The rules that the administration released Wednesday appeared to ease many of those fears.

Wall Street banks, private equity firms, real estate developers and others have been eagerly awaiting the regulations, which the administration said will spur $100 billion of investment into the more than 8,700 areas designated as "Opportunity Zones" in the 2017 federal tax overhaul.

Under the proposed rules, investors will have several ways to qualify for the Opportunity Zone tax breaks, according to Treasury Department officials. But critics say they could also make it easy for wealthy investors to win tax breaks for development that would have happened anyway.

The rules also set in motion what would be the government's first effort to track investment in the zones and assess whether it is helping communities as advertised.

"This round of regulations removes some of the most significant impediments keeping capital on the sidelines, especially as it relates to operating businesses," said John Lettieri, president of the Economic Innovation Group, a Washington research organization that developed and championed the Opportunity Zone concept.

But he said there was still room for improvement in a final version of the rules: "The question is how much further can we go in facilitating investment in new and growing operating businesses."

The tax incentive promises investors the chance to defer, reduce and in cases where investments are held for more than a decade, eliminate taxes on certain capital gains, provided they invest in Opportunity Zones. These areas were identified by states last year based on criteria that included poverty and income levels. The zones have become a boon for real estate developers and drawn criticism from people who say they will mostly enrich well-heeled investors and speed up the displacement of low-income residents in gentrifying areas.
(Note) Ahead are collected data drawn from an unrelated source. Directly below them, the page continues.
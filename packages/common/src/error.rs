use thiserror::Error;

/// Error type shared by every plater package
#[derive(Error, Debug)]
pub enum CommonError {
    #[error("IO error: {0}")]
    Io(#[from] std::io::Error),

    #[error("JSON error: {0}")]
    Json(#[from] serde_json::Error),

    /// A config value parsed but is out of range
    #[error("Invalid config value for {key}: {reason}")]
    InvalidConfig { key: &'static str, reason: String },
}

pub type CommonResult<T> = Result<T, CommonError>;

impl CommonError {
    pub fn invalid_config(key: &'static str, reason: impl Into<String>) -> Self {
        CommonError::InvalidConfig {
            key,
            reason: reason.into(),
        }
    }
}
Champions of the zones say a series of regulations, which the Treasury Department began issuing last year, will determine if the program is successful. One key test many local officials use to evaluate the zones is whether the tax breaks encourage job-creating businesses, not just condos, retail stores, hotels and other real estate projects that often do not create many permanent jobs with opportunities for advancement.

The rules released Wednesday, before a White House meeting on the zones, seek to encourage business development in several ways.

They include provisions that will allow investors to qualify for the breaks even if the businesses they fund focus on exported goods or services, or the domestic market outside the zone. Long-vacant properties will immediately qualify for the tax breaks. Investors will be allowed to share their stakes in an Opportunity Fund, which invests in the zones, and to sell, say, a startup in an Opportunity Zone as long as the money is reinvested in another qualifying business or asset.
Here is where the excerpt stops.